The temple at Dendera is less popular for tourists than many of the other places in Egypt but holds a strong historical significance. At the waning of the Egyptian civilization, the Greeks and Romans were in awe of the power and intelligence that the Egyptians developed.
They appeared to have come with a desire to conquer yet an eagerness to learn from the Egyptian advancements, adopt some of the ancient rituals and bow to their mysterious gods. They tried to incorporate much of the basis of the ancient civilization into their own. It has been argued that the temple at Dendera is in fact an homage from these subsequent civilizations, to Hathor, the goddess of light and beauty.

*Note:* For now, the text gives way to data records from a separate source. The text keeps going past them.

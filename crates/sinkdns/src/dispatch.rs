// SPDX-License-Identifier: Apache-2.0 OR MIT
// Copyright (c) 2025-2026 naskel.com

//! The dispatch pipeline.
//!
//! Takes the raw bytes of one inbound message, walks the handler registry,
//! and produces the wire bytes of exactly one response, or nothing when
//! the message must be dropped (unparseable, or itself a response). The
//! transport drivers feed this from their read paths and send whatever
//! comes back.

use std::net::SocketAddr;

use hickory_proto::op::{MessageType, ResponseCode};
use log::{debug, warn};

use crate::codec;
use crate::registry::HandlerRegistry;
use crate::request::{Request, Transport};

/// Run one message through the handler chain.
///
/// Returns the serialized response to send, or `None` when the message is
/// dropped: parse failures and inbound responses (QR=1) get no reply, per
/// responder convention. A query no handler answers is refused rather than
/// dropped.
pub fn process_message(
    registry: &HandlerRegistry,
    peer: SocketAddr,
    transport: Transport,
    buf: &[u8],
) -> Option<Vec<u8>> {
    let message = match codec::parse(buf) {
        Ok(message) => message,
        Err(e) => {
            debug!("[dispatch] dropping unparseable {transport} message from {peer}: {e}");
            return None;
        }
    };

    // A responder must not reply to replies.
    if message.message_type() == MessageType::Response {
        debug!("[dispatch] dropping inbound response (QR=1) from {peer}");
        return None;
    }

    let mut request = Request::new(peer, transport, message);

    if let Some(query) = request.message().queries().first().cloned() {
        let qname = codec::canonical_name(query.name());
        let qtype = query.query_type();
        let qclass = query.query_class();

        // Snapshot: entries registered by a running handler take effect on
        // the next request, and the walk is never restarted.
        for entry in registry.snapshot() {
            if !entry.matches(&qname, qtype, qclass) {
                continue;
            }
            entry.handler().handle(&mut request, &qname, qtype, qclass);
            if request.has_response() {
                break;
            }
        }
    }

    finish(request)
}

/// Turn a dispatched request into wire bytes, synthesizing the default
/// REFUSED response when no handler attached one.
fn finish(request: Request) -> Option<Vec<u8>> {
    let peer = request.peer();
    let (message, response, wire_response) = request.into_parts();

    if let Some(wire) = wire_response {
        return Some(wire);
    }

    let response = response.unwrap_or_else(|| codec::build_response(&message, ResponseCode::Refused));
    match codec::serialize(&response) {
        Ok(wire) => Some(wire),
        Err(e) => {
            warn!("[dispatch] failed to serialize response for {peer}: {e}");
            None
        }
    }
}
// SPDX-License-Identifier: Apache-2.0 OR MIT
// Copyright (c) 2025-2026 naskel.com

//! The request object handlers operate on.
//!
//! Handlers communicate solely by mutating a [`Request`]: attaching a
//! structured response message, or attaching pre-serialized wire bytes
//! directly (the escape hatch fault-injection handlers use to bypass the
//! codec). The transport drivers own the surrounding buffers; a `Request`
//! carries only the transport-neutral state.

use std::net::SocketAddr;

use hickory_proto::op::Message;

/// Transport a request arrived over.
#[derive(Debug, Clone, Copy, PartialEq, Eq)]
pub enum Transport {
    /// Connectionless datagram transport.
    Udp,
    /// Stream transport with two-byte length framing.
    Tcp,
}

impl std::fmt::Display for Transport {
    fn fmt(&self, f: &mut std::fmt::Formatter<'_>) -> std::fmt::Result {
        match self {
            Transport::Udp => write!(f, "udp"),
            Transport::Tcp => write!(f, "tcp"),
        }
    }
}

/// A parsed inbound query being driven through the handler chain.
pub struct Request {
    peer: SocketAddr,
    transport: Transport,
    request: Message,
    response: Option<Message>,
    wire_response: Option<Vec<u8>>,
}

impl Request {
    pub(crate) fn new(peer: SocketAddr, transport: Transport, request: Message) -> Self {
        Self {
            peer,
            transport,
            request,
            response: None,
            wire_response: None,
        }
    }

    /// Address of the client that sent the query.
    pub fn peer(&self) -> SocketAddr {
        self.peer
    }

    /// Transport the query arrived over.
    pub fn transport(&self) -> Transport {
        self.transport
    }

    /// The parsed request message.
    pub fn message(&self) -> &Message {
        &self.request
    }

    /// The structured response, if a handler has attached one.
    pub fn response(&self) -> Option<&Message> {
        self.response.as_ref()
    }

    /// Mutable access to an attached structured response.
    pub fn response_mut(&mut self) -> Option<&mut Message> {
        self.response.as_mut()
    }

    /// Attach a structured response. Dispatch stops after the current
    /// handler returns.
    pub fn set_response(&mut self, response: Message) {
        self.response = Some(response);
    }

    /// Remove and return the structured response.
    pub fn take_response(&mut self) -> Option<Message> {
        self.response.take()
    }

    /// The serialized response bytes, if attached.
    pub fn wire_response(&self) -> Option<&[u8]> {
        self.wire_response.as_deref()
    }

    /// Attach serialized response bytes directly, bypassing the codec.
    /// Dispatch stops after the current handler returns.
    pub fn set_wire_response(&mut self, wire: Vec<u8>) {
        self.wire_response = Some(wire);
    }

    /// Mutable access to attached wire bytes (used by response manglers).
    pub fn wire_response_mut(&mut self) -> Option<&mut Vec<u8>> {
        self.wire_response.as_mut()
    }

    /// True once either a structured or a serialized response is attached;
    /// this is the handler-chain termination condition.
    pub fn has_response(&self) -> bool {
        self.response.is_some() || self.wire_response.is_some()
    }

    pub(crate) fn into_parts(self) -> (Message, Option<Message>, Option<Vec<u8>>) {
        (self.request, self.response, self.wire_response)
    }
}
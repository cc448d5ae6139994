// SPDX-License-Identifier: Apache-2.0 OR MIT
// Copyright (c) 2025-2026 naskel.com

//! Compile-time constants shared across the server engine.

use std::time::Duration;

/// Largest datagram the UDP driver will receive.
///
/// DNS over UDP is capped at 64 KiB by the 16-bit length arithmetic of the
/// protocol; the effective payload is usually far smaller.
pub const MAX_DATAGRAM_SIZE: usize = 65_535;

/// Size of the RFC 1035 4.2.2 TCP message length prefix.
pub const TCP_PREFIX_SIZE: usize = 2;

/// Idle deadline for TCP connections.
///
/// A connection that completes no read or write activity within this window
/// is torn down regardless of its state.
pub const TCP_IDLE_TIMEOUT: Duration = Duration::from_secs(120);

/// Default listen backlog used by the TCP bind helpers.
pub const DEFAULT_TCP_BACKLOG: i32 = 10;

/// Maximum readiness events drained per poll iteration.
pub const MAX_POLL_EVENTS: usize = 128;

Dendera – Temple of Hathor
During her reign as Pharaoh from 51-30 BC, Cleopatra was also worshipped at the temple here and her name and that of her son (from Julius Caesar) had been chiseled into its stonework. Despite this temple being a tribute to the goddess of light and beauty, Cleopatra was not as beautiful as Hollywood may have led us to believe. She was believed to be of moderate beauty, certainly not the glamour that Elizabeth Taylor’s portrayal may have implied.
Apparently, once a year, to demonstrate the bond between Hathor and her mythological husband Horus, they would carry symbols of Hathor down to the temple in Edfu, which is dedicated to Horus.